WORK REQUEST:
Lines in the entries below where the word "SessionBackend" shows up should each be copied.

RECORDS TO USE:
- Opening Delimiter -

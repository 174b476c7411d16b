//! Begin/commit guard around backend configuration.

use crate::assert_invariant;
use crate::errors::CaptureError;
use crate::invariant_ppt::invariants;
use crate::platform::{AudioInput, SessionBackend};
use crate::types::{CaptureFormat, LensIdentity, SessionPreset, StabilizationMode};

/// An open configuration transaction.
///
/// Mutations are staged on the backend and become visible together on
/// [`commit`](Self::commit). Dropping the guard without committing aborts
/// the transaction, so an early `?` return never leaves staged changes
/// behind.
///
/// Every commit pins stabilization off first; callers cannot opt out.
pub struct ConfigurationTransaction<'a, B: SessionBackend + ?Sized> {
    backend: &'a mut B,
    finished: bool,
    staged: Vec<&'static str>,
    inputs_attached: usize,
    stabilization: Option<StabilizationMode>,
}

impl<'a, B: SessionBackend + ?Sized> ConfigurationTransaction<'a, B> {
    pub fn begin(backend: &'a mut B) -> Self {
        backend.begin_configuration();
        Self {
            backend,
            finished: false,
            staged: Vec::new(),
            inputs_attached: 0,
            stabilization: None,
        }
    }

    /// Read-only access for decisions taken mid-transaction.
    pub fn backend(&self) -> &B {
        self.backend
    }

    /// Replace the lens input. A brief frame gap is expected.
    pub fn swap_input(
        &mut self,
        from: Option<LensIdentity>,
        to: LensIdentity,
    ) -> Result<(), CaptureError> {
        if from == Some(to) {
            return Ok(());
        }
        if from.is_some() {
            self.backend.detach_input();
        }
        self.backend.attach_input(to)?;
        self.inputs_attached += 1;
        self.staged.push("input");
        Ok(())
    }

    pub fn attach_movie_output(&mut self) -> Result<(), CaptureError> {
        self.backend.attach_movie_output()?;
        self.staged.push("movie output");
        Ok(())
    }

    pub fn attach_audio_input(&mut self) -> Result<AudioInput, CaptureError> {
        let audio = self.backend.attach_audio_input()?;
        self.staged.push("audio input");
        Ok(audio)
    }

    pub fn set_session_preset(&mut self, preset: SessionPreset) -> Result<(), CaptureError> {
        self.backend.set_session_preset(preset)?;
        self.staged.push("session preset");
        Ok(())
    }

    pub fn set_active_format(
        &mut self,
        format: &CaptureFormat,
        frame_rate: f64,
    ) -> Result<(), CaptureError> {
        self.backend.set_active_format(format, frame_rate)?;
        self.staged.push("active format");
        Ok(())
    }

    pub fn set_distortion_correction(&mut self, enabled: bool) -> Result<(), CaptureError> {
        self.backend.set_distortion_correction(enabled)?;
        self.staged.push("distortion correction");
        Ok(())
    }

    pub fn set_zoom_factor(&mut self, zoom: f64) -> Result<(), CaptureError> {
        self.backend.set_zoom_factor(zoom)?;
        self.staged.push("zoom");
        Ok(())
    }

    pub fn set_center_stage(&mut self, enabled: bool) -> Result<(), CaptureError> {
        self.backend.set_center_stage(enabled)?;
        self.staged.push("center stage");
        Ok(())
    }

    /// Pin stabilization off and commit everything staged.
    ///
    /// What the hardware reports afterwards is not checked here; a device
    /// may keep a different mode when Off is unsupported.
    pub fn commit(mut self) -> Result<(), CaptureError> {
        self.backend.set_stabilization(StabilizationMode::Off)?;
        self.stabilization = Some(StabilizationMode::Off);
        assert_invariant!(
            self.stabilization == Some(StabilizationMode::Off),
            invariants::STABILIZATION_OFF,
            "commit"
        );
        assert_invariant!(
            self.inputs_attached <= 1,
            invariants::SINGLE_LENS_INPUT,
            "commit"
        );
        self.backend.commit_configuration()?;
        self.finished = true;
        log::debug!("Committed configuration: {}", self.staged.join(", "));
        Ok(())
    }
}

impl<B: SessionBackend + ?Sized> Drop for ConfigurationTransaction<'_, B> {
    fn drop(&mut self) {
        if !self.finished {
            log::warn!(
                "Aborting configuration transaction (staged: {})",
                if self.staged.is_empty() {
                    "nothing".to_string()
                } else {
                    self.staged.join(", ")
                }
            );
            self.backend.abort_configuration();
        }
    }
}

- Closing Delimiter -

RESPONSE TO THE TASK:
use crate::platform::{AudioInput, SessionBackend};
pub struct ConfigurationTransaction<'a, B: SessionBackend + ?Sized> {
impl<'a, B: SessionBackend + ?Sized> ConfigurationTransaction<'a, B> {
impl<B: SessionBackend + ?Sized> Drop for ConfigurationTransaction<'_, B> {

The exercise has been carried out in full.